[Required work]: Provide the count of lines below that include the word "minute", without any accompanying remarks.

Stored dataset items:
▽
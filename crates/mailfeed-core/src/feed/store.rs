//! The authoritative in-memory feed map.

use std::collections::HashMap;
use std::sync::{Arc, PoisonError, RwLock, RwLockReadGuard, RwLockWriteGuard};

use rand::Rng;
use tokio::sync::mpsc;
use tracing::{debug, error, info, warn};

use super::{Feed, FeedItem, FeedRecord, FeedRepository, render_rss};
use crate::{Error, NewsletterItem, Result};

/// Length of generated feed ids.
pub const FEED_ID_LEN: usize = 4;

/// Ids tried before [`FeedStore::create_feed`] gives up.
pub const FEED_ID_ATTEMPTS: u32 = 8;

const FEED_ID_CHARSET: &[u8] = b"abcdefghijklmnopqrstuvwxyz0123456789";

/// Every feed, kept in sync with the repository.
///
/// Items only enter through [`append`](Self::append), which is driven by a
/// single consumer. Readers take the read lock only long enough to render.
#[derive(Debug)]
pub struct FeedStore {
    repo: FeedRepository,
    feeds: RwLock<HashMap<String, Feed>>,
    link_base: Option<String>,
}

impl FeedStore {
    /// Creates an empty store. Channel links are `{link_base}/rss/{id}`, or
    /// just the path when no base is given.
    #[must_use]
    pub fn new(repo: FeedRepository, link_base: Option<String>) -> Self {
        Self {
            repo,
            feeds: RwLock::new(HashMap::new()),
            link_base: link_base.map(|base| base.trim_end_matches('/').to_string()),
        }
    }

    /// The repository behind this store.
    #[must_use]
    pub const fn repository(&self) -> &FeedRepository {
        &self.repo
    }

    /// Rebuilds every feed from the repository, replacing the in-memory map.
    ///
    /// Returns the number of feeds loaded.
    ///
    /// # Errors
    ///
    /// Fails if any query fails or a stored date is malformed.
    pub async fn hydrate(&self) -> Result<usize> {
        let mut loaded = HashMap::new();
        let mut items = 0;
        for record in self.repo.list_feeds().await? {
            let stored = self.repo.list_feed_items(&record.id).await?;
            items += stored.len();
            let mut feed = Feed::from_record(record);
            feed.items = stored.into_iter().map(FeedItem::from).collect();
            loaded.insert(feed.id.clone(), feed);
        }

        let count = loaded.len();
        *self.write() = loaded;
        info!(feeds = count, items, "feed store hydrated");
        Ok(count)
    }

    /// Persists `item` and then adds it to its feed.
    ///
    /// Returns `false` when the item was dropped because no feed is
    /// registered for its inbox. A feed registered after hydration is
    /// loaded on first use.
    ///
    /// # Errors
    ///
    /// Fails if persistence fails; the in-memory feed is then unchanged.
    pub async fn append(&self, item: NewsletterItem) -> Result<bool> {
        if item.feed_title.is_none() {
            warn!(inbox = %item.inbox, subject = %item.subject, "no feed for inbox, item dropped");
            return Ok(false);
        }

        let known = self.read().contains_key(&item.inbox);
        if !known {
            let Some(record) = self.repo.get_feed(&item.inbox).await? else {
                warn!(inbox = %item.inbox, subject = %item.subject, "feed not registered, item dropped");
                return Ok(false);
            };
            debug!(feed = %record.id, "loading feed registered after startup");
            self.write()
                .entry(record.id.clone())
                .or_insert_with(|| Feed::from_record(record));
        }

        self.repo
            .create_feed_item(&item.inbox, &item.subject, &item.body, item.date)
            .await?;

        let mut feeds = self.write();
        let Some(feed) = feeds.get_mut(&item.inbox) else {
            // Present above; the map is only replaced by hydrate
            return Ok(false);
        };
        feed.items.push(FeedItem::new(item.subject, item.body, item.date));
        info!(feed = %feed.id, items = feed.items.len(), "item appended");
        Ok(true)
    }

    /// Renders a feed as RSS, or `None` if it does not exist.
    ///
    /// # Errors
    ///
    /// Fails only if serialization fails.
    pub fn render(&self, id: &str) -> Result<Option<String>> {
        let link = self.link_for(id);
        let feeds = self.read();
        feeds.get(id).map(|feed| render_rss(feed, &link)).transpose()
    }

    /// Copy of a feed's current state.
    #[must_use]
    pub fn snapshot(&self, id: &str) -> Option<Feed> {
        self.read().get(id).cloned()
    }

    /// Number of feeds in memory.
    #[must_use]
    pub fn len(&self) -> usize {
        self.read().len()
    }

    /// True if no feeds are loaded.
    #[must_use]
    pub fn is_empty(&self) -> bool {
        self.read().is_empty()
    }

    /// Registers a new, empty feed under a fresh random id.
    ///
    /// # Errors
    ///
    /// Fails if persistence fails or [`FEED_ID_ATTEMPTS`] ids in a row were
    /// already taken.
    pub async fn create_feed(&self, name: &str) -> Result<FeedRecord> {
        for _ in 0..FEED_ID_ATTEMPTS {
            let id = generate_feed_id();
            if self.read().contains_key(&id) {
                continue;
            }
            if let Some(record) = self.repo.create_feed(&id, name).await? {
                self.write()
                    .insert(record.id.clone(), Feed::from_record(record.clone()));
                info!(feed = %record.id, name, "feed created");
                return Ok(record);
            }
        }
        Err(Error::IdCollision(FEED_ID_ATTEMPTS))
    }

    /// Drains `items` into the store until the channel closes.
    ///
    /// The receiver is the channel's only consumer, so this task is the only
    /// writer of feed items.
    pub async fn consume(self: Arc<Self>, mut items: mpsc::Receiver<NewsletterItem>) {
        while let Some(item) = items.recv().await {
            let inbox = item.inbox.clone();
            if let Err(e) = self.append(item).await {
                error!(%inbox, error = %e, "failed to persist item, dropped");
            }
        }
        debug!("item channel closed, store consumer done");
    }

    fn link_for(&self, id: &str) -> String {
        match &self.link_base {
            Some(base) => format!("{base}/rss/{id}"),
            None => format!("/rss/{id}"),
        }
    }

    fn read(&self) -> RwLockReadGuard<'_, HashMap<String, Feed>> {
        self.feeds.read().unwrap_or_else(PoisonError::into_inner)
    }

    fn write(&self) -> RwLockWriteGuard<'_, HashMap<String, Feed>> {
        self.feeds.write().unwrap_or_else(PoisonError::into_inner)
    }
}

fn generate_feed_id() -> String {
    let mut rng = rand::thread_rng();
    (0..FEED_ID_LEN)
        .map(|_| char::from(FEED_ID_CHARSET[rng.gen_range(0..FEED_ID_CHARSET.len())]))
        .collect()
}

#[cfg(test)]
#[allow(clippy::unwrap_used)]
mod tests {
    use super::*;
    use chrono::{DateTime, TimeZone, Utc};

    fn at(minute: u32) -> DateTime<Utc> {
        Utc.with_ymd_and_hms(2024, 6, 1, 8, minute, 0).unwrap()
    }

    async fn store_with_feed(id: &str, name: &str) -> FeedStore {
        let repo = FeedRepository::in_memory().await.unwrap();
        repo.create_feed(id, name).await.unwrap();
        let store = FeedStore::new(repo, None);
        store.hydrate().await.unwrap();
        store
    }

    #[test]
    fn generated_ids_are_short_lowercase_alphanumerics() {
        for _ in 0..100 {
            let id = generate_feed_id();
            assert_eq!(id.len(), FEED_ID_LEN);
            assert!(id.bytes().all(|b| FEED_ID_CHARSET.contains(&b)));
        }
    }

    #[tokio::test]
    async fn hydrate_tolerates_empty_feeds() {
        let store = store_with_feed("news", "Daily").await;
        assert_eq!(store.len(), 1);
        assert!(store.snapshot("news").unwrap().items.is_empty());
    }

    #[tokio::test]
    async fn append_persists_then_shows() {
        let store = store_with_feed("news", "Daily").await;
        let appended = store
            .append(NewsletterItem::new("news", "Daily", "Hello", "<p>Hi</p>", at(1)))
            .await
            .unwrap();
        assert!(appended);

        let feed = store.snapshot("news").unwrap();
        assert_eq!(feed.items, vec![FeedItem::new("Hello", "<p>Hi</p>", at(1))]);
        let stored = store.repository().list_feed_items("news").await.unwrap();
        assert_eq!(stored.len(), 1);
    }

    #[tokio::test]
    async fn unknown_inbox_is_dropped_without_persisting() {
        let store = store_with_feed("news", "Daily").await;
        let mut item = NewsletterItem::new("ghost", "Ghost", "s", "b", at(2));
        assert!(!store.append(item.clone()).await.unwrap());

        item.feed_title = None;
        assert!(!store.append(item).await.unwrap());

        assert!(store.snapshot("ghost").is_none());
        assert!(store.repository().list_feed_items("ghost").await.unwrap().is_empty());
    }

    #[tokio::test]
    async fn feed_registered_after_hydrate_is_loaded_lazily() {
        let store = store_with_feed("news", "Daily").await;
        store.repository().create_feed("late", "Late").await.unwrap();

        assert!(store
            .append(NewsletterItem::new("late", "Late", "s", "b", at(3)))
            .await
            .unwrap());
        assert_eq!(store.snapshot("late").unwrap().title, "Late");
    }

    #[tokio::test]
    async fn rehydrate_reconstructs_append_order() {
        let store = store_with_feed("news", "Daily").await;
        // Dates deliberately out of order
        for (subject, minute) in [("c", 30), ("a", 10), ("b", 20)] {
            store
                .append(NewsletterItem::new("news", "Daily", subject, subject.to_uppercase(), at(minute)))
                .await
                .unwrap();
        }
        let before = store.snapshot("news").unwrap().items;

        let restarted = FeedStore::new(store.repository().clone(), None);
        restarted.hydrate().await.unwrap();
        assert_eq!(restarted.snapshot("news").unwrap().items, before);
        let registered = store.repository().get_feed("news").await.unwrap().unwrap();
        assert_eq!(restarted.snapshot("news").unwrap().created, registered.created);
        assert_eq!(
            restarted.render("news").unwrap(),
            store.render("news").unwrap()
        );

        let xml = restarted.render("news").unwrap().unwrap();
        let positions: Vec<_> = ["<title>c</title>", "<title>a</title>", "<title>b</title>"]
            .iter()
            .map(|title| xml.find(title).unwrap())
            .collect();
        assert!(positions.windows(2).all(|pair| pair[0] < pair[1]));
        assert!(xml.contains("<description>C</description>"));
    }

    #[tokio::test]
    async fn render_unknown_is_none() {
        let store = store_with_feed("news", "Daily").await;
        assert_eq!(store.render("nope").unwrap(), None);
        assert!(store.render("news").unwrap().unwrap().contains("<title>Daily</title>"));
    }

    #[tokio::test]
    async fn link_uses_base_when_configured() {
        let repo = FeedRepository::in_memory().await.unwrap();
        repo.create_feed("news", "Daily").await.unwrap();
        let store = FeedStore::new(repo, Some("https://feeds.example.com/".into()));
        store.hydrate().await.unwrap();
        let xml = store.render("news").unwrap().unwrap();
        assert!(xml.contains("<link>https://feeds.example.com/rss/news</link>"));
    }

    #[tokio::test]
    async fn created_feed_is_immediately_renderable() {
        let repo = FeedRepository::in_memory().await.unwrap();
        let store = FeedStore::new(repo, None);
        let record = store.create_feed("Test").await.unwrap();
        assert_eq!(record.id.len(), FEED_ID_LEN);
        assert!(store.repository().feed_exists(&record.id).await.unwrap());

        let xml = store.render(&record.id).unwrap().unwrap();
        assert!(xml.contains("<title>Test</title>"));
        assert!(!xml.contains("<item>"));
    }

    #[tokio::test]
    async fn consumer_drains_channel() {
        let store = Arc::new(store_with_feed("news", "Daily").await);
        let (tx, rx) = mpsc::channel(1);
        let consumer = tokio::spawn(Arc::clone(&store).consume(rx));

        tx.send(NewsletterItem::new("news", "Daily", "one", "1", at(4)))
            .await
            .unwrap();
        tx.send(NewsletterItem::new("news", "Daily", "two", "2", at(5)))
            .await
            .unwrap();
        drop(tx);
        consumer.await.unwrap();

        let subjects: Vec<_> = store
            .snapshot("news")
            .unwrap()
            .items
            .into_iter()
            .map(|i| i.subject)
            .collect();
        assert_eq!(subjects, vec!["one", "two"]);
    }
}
△
[Answer to this task]: 4